_INSTRUCTIONS TO FOLLOW_
Every line from the one with "to a message." to the one with "fn is_control_tag(tag: &str)", including those two, is to be copied exactly; all other lines of the entries below are left out.

++++ DATASET ENTRIES ++++

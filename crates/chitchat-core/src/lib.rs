//! Core building blocks for Chit-Chat peer sessions.
//!
//! Everything here is pure: no I/O, no clocks, no randomness except through
//! the [`env::Environment`] trait. The session manager in `chitchat-client`
//! composes these pieces into the full lifecycle state machine.
//!
//! # Components
//!
//! - [`SessionState`] / [`Lifecycle`]: legal lifecycle transitions
//! - [`PeerSession`]: the single remote peer's presence
//! - [`MessageLog`]: ordered chat history with JSON persistence
//! - [`TypingDebouncer`]: restart-on-activity typing stop timer
//! - [`SessionConfig`]: tunables and relay endpoints

#![forbid(unsafe_code)]
#![deny(missing_docs)]

pub mod config;
pub mod env;
pub mod error;
pub mod identity;
pub mod lifecycle;
pub mod log;
pub mod peer;
pub mod typing;

pub use config::{EndpointConfig, IceServer, SessionConfig};
pub use error::{LifecycleError, LogError, SessionError};
pub use identity::{IdentityMode, LocalIdentity};
pub use lifecycle::{Lifecycle, SessionState};
pub use log::MessageLog;
pub use peer::PeerSession;
pub use typing::{TypingDebouncer, TypingSignal};
//! Data channel frames.
//!
//! A [`Frame`] is either a chat [`Message`] or a transient [`ControlFrame`].
//! Both are CBOR maps distinguished by their `type` field, so decoding reads
//! the discriminator from a generic CBOR value before committing to a shape.

use ciborium::Value;
use serde::{Deserialize, Serialize};

use crate::{
    Message, MessageKind,
    errors::{ProtocolError, Result},
    ids::MessageId,
    message::Reaction,
};

/// Largest frame accepted from a peer (8 MiB).
///
/// Leaves room for a maximum-size file after base64 expansion plus metadata.
pub const MAX_FRAME_SIZE: usize = 8 * 1024 * 1024;

/// Session signalling frames. Never persisted.
#[derive(Debug, Clone, PartialEq, Eq, Serialize, Deserialize)]
#[serde(tag = "type", rename_all = "lowercase")]
pub enum ControlFrame {
    /// Remote typing indicator.
    Status {
        /// True while the remote user is typing.
        #[serde(default)]
        typing: bool,
    },
    /// Read receipt for a message we sent.
    Read {
        /// Acknowledged message.
        #[serde(rename = "messageId")]
        message_id: MessageId,
    },
    /// Reaction added to a message.
    Reaction {
        /// Target message.
        #[serde(rename = "messageId")]
        message_id: MessageId,
        /// The reaction to append.
        reaction: Reaction,
    },
}

impl ControlFrame {
    /// Wire discriminator for this frame.
    pub const fn type_tag(&self) -> &'static str {
        match self {
            Self::Status { .. } => "status",
            Self::Read { .. } => "read",
            Self::Reaction { .. } => "reaction",
        }
    }

    fn is_control_tag(tag: &str) -> bool {
        matches!(tag, "status" | "read" | "reaction")
    }
}

/// Any frame carried by the data channel.
#[derive(Debug, Clone, PartialEq, Eq)]
pub enum Frame {
    /// Session signalling.
    Control(ControlFrame),
    /// Chat message.
    Message(Message),
}

impl Frame {
    /// Wire discriminator for this frame.
    pub fn type_tag(&self) -> &'static str {
        match self {
            Self::Control(control) => control.type_tag(),
            Self::Message(message) => message.kind().as_str(),
        }
    }

    /// Encode to CBOR bytes.
    ///
    /// # Errors
    ///
    /// - `ProtocolError::CborEncode` if serialization fails
    /// - `ProtocolError::FrameTooLarge` if the result exceeds
    ///   [`MAX_FRAME_SIZE`]
    pub fn encode(&self) -> Result<Vec<u8>> {
        let mut buf = Vec::new();
        match self {
            Self::Control(control) => ciborium::ser::into_writer(control, &mut buf),
            Self::Message(message) => ciborium::ser::into_writer(message, &mut buf),
        }
        .map_err(|e| ProtocolError::CborEncode(e.to_string()))?;

        if buf.len() > MAX_FRAME_SIZE {
            return Err(ProtocolError::FrameTooLarge { size: buf.len(), max: MAX_FRAME_SIZE });
        }

        Ok(buf)
    }

    /// Decode and classify a frame.
    ///
    /// The size check happens before CBOR parsing begins.
    ///
    /// # Errors
    ///
    /// - `ProtocolError::FrameTooLarge` if `bytes` exceed [`MAX_FRAME_SIZE`]
    /// - `ProtocolError::CborDecode` if the bytes are not valid CBOR or do not
    ///   fit the shape named by `type`
    /// - `ProtocolError::MissingType` if there is no string `type` field
    /// - `ProtocolError::UnknownFrameType` for unrecognized discriminators
    /// - `ProtocolError::InvalidMessage` if message invariants fail
    pub fn decode(bytes: &[u8]) -> Result<Self> {
        if bytes.len() > MAX_FRAME_SIZE {
            return Err(ProtocolError::FrameTooLarge { size: bytes.len(), max: MAX_FRAME_SIZE });
        }

        let value: Value = ciborium::de::from_reader(bytes)
            .map_err(|e| ProtocolError::CborDecode(e.to_string()))?;

        let tag = type_tag(&value).ok_or(ProtocolError::MissingType)?;

        if ControlFrame::is_control_tag(tag) {
            let control = value
                .deserialized::<ControlFrame>()
                .map_err(|e| ProtocolError::CborDecode(e.to_string()))?;
            return Ok(Self::Control(control));
        }

        if MessageKind::from_tag(tag).is_some() {
            let raw = value
                .deserialized::<crate::RawMessage>()
                .map_err(|e| ProtocolError::CborDecode(e.to_string()))?;
            return Message::try_from(raw).map(Self::Message);
        }

        Err(ProtocolError::UnknownFrameType(tag.to_owned()))
    }
}

impl From<ControlFrame> for Frame {
    fn from(control: ControlFrame) -> Self {
        Self::Control(control)
    }
}

impl From<Message> for Frame {
    fn from(message: Message) -> Self {
        Self::Message(message)
    }
}

/// Value of the top-level `type` entry, if the value is a map with one.
fn type_tag(value: &Value) -> Option<&str> {
    value
        .as_map()?
        .iter()
        .find(|(key, _)| key.as_text() == Some("type"))
        .and_then(|(_, tag)| tag.as_text())
}
/**************************************************************************
 *                                                                        *
 * Converters between Acorn Atom tape, disk and cassette-audio formats.   *
 *                                                                        *
 * Copyright (C) 2019 Simon M. Werner <simonwerner@gmail.com>             *
 *                                                                        *
 * This program is free software; you can redistribute it and/or modify   *
 * it under the terms of the GNU General Public License as published by   *
 * the Free Software Foundation, either version 3 of the License, or      *
 * (at your option) any later version.                                    *
 *                                                                        *
 * This program is distributed in the hope that it will be useful,        *
 * but WITHOUT ANY WARRANTY; without even the implied warranty of         *
 * MERCHANTABILITY or FITNESS FOR A PARTICULAR PURPOSE. See the           *
 * GNU General Public License for more details.                           *
 *                                                                        *
 * You should have received a copy of the GNU General Public License      *
 * along with this program. If not, see <http://www.gnu.org/licenses/>.   *
 *                                                                        *
 **************************************************************************/
//! Top-level `atm_to_wav` / `wav_to_atm` orchestration: wires the framer,
//! tone emitter, WAV container and decoder front/back ends together.

use std::io::{Read, Seek, Write};

use crate::atm::AtmHeader;
use crate::demod;
use crate::error::Result;
use crate::tape::{self, Timing};
use crate::tone::{self, BitDepth, Samples};
use crate::wav;

#[derive(Debug, Clone, Copy)]
pub struct EncodeOptions {
    /// Emit the unnamed, blockless framing (`tap2atm`-style raw dumps use
    /// the named form; `unnamed` is for machine-code snippets with no
    /// catalogue entry).
    pub unnamed: bool,
    pub bit_depth: BitDepth,
    pub short_timing: bool,
}

impl Default for EncodeOptions {
    fn default() -> EncodeOptions {
        EncodeOptions {
            unnamed: false,
            bit_depth: BitDepth::Sixteen,
            short_timing: false,
        }
    }
}

/// Encode an ATM `(header, payload)` as cassette-audio WAV, writing the
/// whole PCM stream to `writer`.
pub fn atm_to_wav<W: Write + Seek>(
    writer: W,
    header: &AtmHeader,
    payload: &[u8],
    options: &EncodeOptions,
) -> Result<()> {
    let timing = if options.short_timing {
        Timing::short()
    } else {
        Timing::default_long()
    };

    let bits = if options.unnamed {
        tape::encode_unnamed(header.start, payload, timing)?
    } else {
        tape::encode_named(header, payload, timing)?
    };

    let samples = tone::render(&bits, options.bit_depth);
    let bits_per_sample: u16 = match options.bit_depth {
        BitDepth::Eight => 8,
        BitDepth::Sixteen => 16,
    };

    let mut writer = wav::WavWriter::new(writer, tone::SAMPLE_RATE, bits_per_sample)?;
    match samples {
        Samples::Eight(v) => {
            for s in v {
                writer.write_sample_u8(s)?;
            }
        }
        Samples::Sixteen(v) => {
            for s in v {
                writer.write_sample_i16(s)?;
            }
        }
    }
    writer.finalize()
}

/// Decode a cassette-audio WAV back into an ATM `(header, payload)`.
pub fn wav_to_atm<R: Read + Seek>(reader: R) -> Result<(AtmHeader, Vec<u8>)> {
    let audio = wav::read(reader)?;
    demod::decode(&audio.samples, audio.sample_rate)
}

#[cfg(test)]
mod tests {
    use super::*;
    use crate::atm::AtmHeader;
    use std::io::Cursor;

    fn round_trip(header: &AtmHeader, payload: &[u8], options: EncodeOptions) -> (AtmHeader, Vec<u8>) {
        let mut buf = Cursor::new(Vec::new());
        atm_to_wav(&mut buf, header, payload, &options).unwrap();
        buf.set_position(0);
        wav_to_atm(buf).unwrap()
    }

    #[test]
    fn round_trips_sixteen_bit_default_timing() {
        let header = AtmHeader::new("HELLO", 0x2900, 0xC2B2, 5);
        let payload = vec![1, 2, 3, 4, 5];
        let (decoded_header, decoded_payload) = round_trip(&header, &payload, EncodeOptions::default());
        assert_eq!(decoded_header.name_bytes(), b"HELLO");
        assert_eq!(decoded_header.start, 0x2900);
        assert_eq!(decoded_header.exec, 0xC2B2);
        assert_eq!(decoded_payload, payload);
    }

    #[test]
    fn eight_bit_mode_decodes_identically_to_sixteen_bit() {
        let header = AtmHeader::new("SAMEBITS", 0x1000, 0x1000, 10);
        let payload: Vec<u8> = (0..10).collect();

        let options_16 = EncodeOptions::default();
        let options_8 = EncodeOptions {
            bit_depth: BitDepth::Eight,
            ..EncodeOptions::default()
        };

        let (_h16, p16) = round_trip(&header, &payload, options_16);
        let (_h8, p8) = round_trip(&header, &payload, options_8);
        assert_eq!(p16, p8);
    }

    #[test]
    fn exact_256_byte_payload_round_trips() {
        let header = AtmHeader::new("FULLBLK", 0x2000, 0x2000, 256);
        let payload: Vec<u8> = (0..256).map(|i| (i % 256) as u8).collect();
        let (_decoded_header, decoded_payload) = round_trip(&header, &payload, EncodeOptions::default());
        assert_eq!(decoded_payload, payload);
    }

    #[test]
    fn short_timing_round_trips() {
        let header = AtmHeader::new("SHORT", 0x2900, 0xC2B2, 3);
        let payload = vec![9, 8, 7];
        let options = EncodeOptions {
            short_timing: true,
            ..EncodeOptions::default()
        };
        let (_decoded_header, decoded_payload) = round_trip(&header, &payload, options);
        assert_eq!(decoded_payload, payload);
    }
}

++++

_RESPONSE FOR THIS EXERCISE_
    /// Reaction added to a message.
    Reaction {
        /// Target message.
        #[serde(rename = "messageId")]
        message_id: MessageId,
        /// The reaction to append.
        reaction: Reaction,
    },
}

impl ControlFrame {
    /// Wire discriminator for this frame.
    pub const fn type_tag(&self) -> &'static str {
        match self {
            Self::Status { .. } => "status",
            Self::Read { .. } => "read",
            Self::Reaction { .. } => "reaction",
        }
    }

    fn is_control_tag(tag: &str) -> bool {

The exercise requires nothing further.